### ACTIVITY
Which lines below mention "clone"? Pick each one out.

### PROVIDED DATA
════════════════

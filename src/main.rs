//! ContentFlow CLI Entry Point
//!
//! Registers a workflow definition in a file-backed store and starts one
//! instance of it.
//!
//! # Usage
//!
//! ```bash
//! # Run a step workflow for a subject
//! contentflow publish.yaml --subject post-42 --input '{"title": "Hello"}'
//!
//! # Only check that a definition is valid
//! contentflow publish.yaml --validate-only
//!
//! # Use a specific store directory and engine config
//! contentflow publish.yaml --store /var/lib/contentflow --config engine.yaml
//! ```

use std::env;
use std::path::PathBuf;
use std::process::ExitCode;
use std::sync::Arc;

use colored::Colorize;
use log::{error, info};
use serde_json::Value;

use contentflow::config::EngineConfig;
use contentflow::services::Services;
use contentflow::workflow::{
    load_definition, quick_validate, validate, InstanceStatus, WorkflowInstance,
};
use contentflow::{FileStore, WorkflowError, WorkflowService, APP_NAME, VERSION};

/// Actor recorded when none is given.
const DEFAULT_ACTOR: &str = "cli";

/// Subject used when none is given.
const DEFAULT_SUBJECT: &str = "cli-subject";

/// Command-line configuration parsed from arguments.
#[derive(Debug)]
struct Config {
    definition_path: Option<String>,
    input: Value,
    subject_id: String,
    actor: String,
    store_dir: Option<PathBuf>,
    config_path: Option<PathBuf>,
    validate_only: bool,
    verbose: bool,
}

impl Default for Config {
    fn default() -> Self {
        Self {
            definition_path: None,
            input: Value::Object(Default::default()),
            subject_id: DEFAULT_SUBJECT.to_string(),
            actor: DEFAULT_ACTOR.to_string(),
            store_dir: None,
            config_path: None,
            validate_only: false,
            verbose: false,
        }
    }
}

/// Configures the logging system with appropriate formatting.
fn setup_logging(verbose: bool) {
    let level = if verbose { "debug" } else { "info" };

    env_logger::Builder::from_env(env_logger::Env::default().default_filter_or(level))
        .format(|buf, record| {
            use std::io::Write;

            match record.level() {
                log::Level::Warn | log::Level::Error => {
                    writeln!(buf, "[{}] {}", record.level(), record.args())
                }
                _ => writeln!(buf, "{}", record.args()),
            }
        })
        .init();
}

fn print_banner() {
    println!();
    println!("{} v{}", APP_NAME.bold(), VERSION);
    println!("Content Workflow Engine");
    println!();
}

fn print_usage() {
    println!("Usage: contentflow [OPTIONS] <DEFINITION_FILE>");
    println!();
    println!("Arguments:");
    println!("  <DEFINITION_FILE>   Workflow definition (YAML or JSON)");
    println!();
    println!("Options:");
    println!("  --input JSON        Instance input (default: {{}})");
    println!("  --subject ID        Subject the instance governs (default: {})", DEFAULT_SUBJECT);
    println!("  --actor NAME        Actor recorded in history (default: {})", DEFAULT_ACTOR);
    println!("  --store DIR         Store directory (default: $CONTENTFLOW_HOME or .contentflow)");
    println!("  --config FILE       Engine configuration YAML");
    println!("  --validate-only     Validate the definition and exit");
    println!("  --verbose           Enable debug logging");
    println!("  --help              Show this help message");
    println!("  --version           Show version information");
}

/// Returns the value following an option.
fn option_value<'a>(args: &'a [String], i: &mut usize, name: &str) -> Result<&'a str, String> {
    *i += 1;
    args.get(*i)
        .map(String::as_str)
        .ok_or_else(|| format!("{} requires an argument", name))
}

fn parse_arguments(args: &[String]) -> Result<Config, String> {
    let mut config = Config::default();
    let mut i = 1; // Skip program name

    while i < args.len() {
        let arg = &args[i];

        match arg.as_str() {
            "--help" | "-h" => {
                print_usage();
                std::process::exit(0);
            }
            "--version" | "-V" => {
                println!("{} {}", APP_NAME, VERSION);
                std::process::exit(0);
            }
            "--validate-only" => config.validate_only = true,
            "--verbose" | "-v" => config.verbose = true,
            "--input" => {
                let raw = option_value(args, &mut i, "--input")?;
                config.input = serde_json::from_str(raw)
                    .map_err(|e| format!("Invalid --input JSON: {}", e))?;
            }
            "--subject" => config.subject_id = option_value(args, &mut i, "--subject")?.to_string(),
            "--actor" => config.actor = option_value(args, &mut i, "--actor")?.to_string(),
            "--store" => {
                config.store_dir = Some(PathBuf::from(option_value(args, &mut i, "--store")?))
            }
            "--config" => {
                config.config_path = Some(PathBuf::from(option_value(args, &mut i, "--config")?))
            }
            arg if arg.starts_with('-') => {
                return Err(format!("Unknown option: {}", arg));
            }
            _ => {
                if config.definition_path.is_some() {
                    return Err(format!("Unexpected argument: {}", arg));
                }
                config.definition_path = Some(arg.clone());
            }
        }
        i += 1;
    }

    Ok(config)
}

fn status_label(instance: &WorkflowInstance) -> String {
    match instance.status {
        InstanceStatus::Completed => "COMPLETED".green().bold().to_string(),
        InstanceStatus::Failed => "FAILED".red().bold().to_string(),
        InstanceStatus::Active if instance.is_waiting() => "WAITING".yellow().bold().to_string(),
        InstanceStatus::Active => "ACTIVE".cyan().bold().to_string(),
    }
}

fn print_instance(instance: &WorkflowInstance, version: u64) {
    println!();
    println!("Instance {} (version {})", instance.id.bold(), version);
    println!("  Status:   {}", status_label(instance));
    if let Some(stage) = &instance.current_stage {
        println!("  Stage:    {}", stage);
    }
    if let Some(wait) = &instance.waiting {
        println!("  Waiting:  {} (correlation {})", wait.step_id, wait.correlation_id);
    }
    if let Some(reason) = &instance.error {
        println!("  Error:    {}", reason.red());
    }

    println!();
    println!("History:");
    for entry in &instance.history {
        let node = entry
            .step_id
            .as_deref()
            .or(entry.stage_id.as_deref())
            .unwrap_or("-");
        println!(
            "  {} {:<16} {:<10} {}",
            entry.timestamp.format("%H:%M:%S%.3f").to_string().dimmed(),
            node,
            entry.action,
            entry.actor.dimmed()
        );
    }

    if instance.status == InstanceStatus::Completed {
        println!();
        println!("Output:");
        println!(
            "{}",
            serde_json::to_string_pretty(&instance.output).unwrap_or_default()
        );
    }
}

async fn execute(config: Config) -> Result<(), Box<dyn std::error::Error>> {
    let path = config
        .definition_path
        .ok_or("No definition file given")?;

    info!("Loading definition: {}", path);
    let definition = load_definition(&path).map_err(|e| {
        error!("Failed to load definition: {}", e);
        format!("Could not load definition from '{}': {}", path, e)
    })?;
    if let Err(e) = validate(&definition) {
        for problem in quick_validate(&definition) {
            error!("  {}", problem);
        }
        return Err(format!("[{}] {}", e.code(), e).into());
    }
    info!(
        "Definition '{}' is valid: {} steps, {} stages",
        definition.id,
        definition.steps.len(),
        definition.stages.len()
    );

    if config.validate_only {
        println!("{}", "Definition is valid".green());
        return Ok(());
    }

    let engine_config = match &config.config_path {
        Some(path) => EngineConfig::load(path)?,
        None => EngineConfig::from_env(),
    };
    let store_dir = config
        .store_dir
        .unwrap_or_else(|| engine_config.store_dir.clone());
    info!("Store directory: {}", store_dir.display());

    let store = FileStore::open(store_dir).await?;
    let service = WorkflowService::new(Arc::new(store), Services::default(), engine_config);

    let workflow_id = definition.id.clone();
    match service.get_workflow(&workflow_id).await {
        Ok(_) => {
            service.update_workflow(definition).await?;
        }
        Err(WorkflowError::NotFound { .. }) => {
            service.create_workflow(definition).await?;
        }
        Err(e) => return Err(e.into()),
    }

    let recovered = service.recover_all().await?;
    if !recovered.is_empty() {
        info!("Recovered {} active instances", recovered.len());
    }

    let started = service
        .start_instance(&workflow_id, &config.subject_id, config.input, &config.actor)
        .await?;
    print_instance(&started.value, started.version);

    if started.value.status == InstanceStatus::Failed {
        return Err(format!("Instance {} failed", started.value.id).into());
    }
    Ok(())
}

fn run() -> Result<(), Box<dyn std::error::Error>> {
    let args: Vec<String> = env::args().collect();

    let config = parse_arguments(&args).map_err(|e| {
        eprintln!("Error: {}", e);
        eprintln!();
        print_usage();
        e
    })?;

    setup_logging(config.verbose);
    print_banner();

    let runtime = tokio::runtime::Runtime::new()?;
    runtime.block_on(execute(config))
}

fn main() -> ExitCode {
    match run() {
        Ok(()) => ExitCode::SUCCESS,
        Err(e) => {
            eprintln!();
            eprintln!("{} {}", "Error:".red().bold(), e);
            ExitCode::FAILURE
        }
    }
}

════════════════

### TASK SOLUTION
                config.definition_path = Some(arg.clone());
        .unwrap_or_else(|| engine_config.store_dir.clone());
    let workflow_id = definition.id.clone();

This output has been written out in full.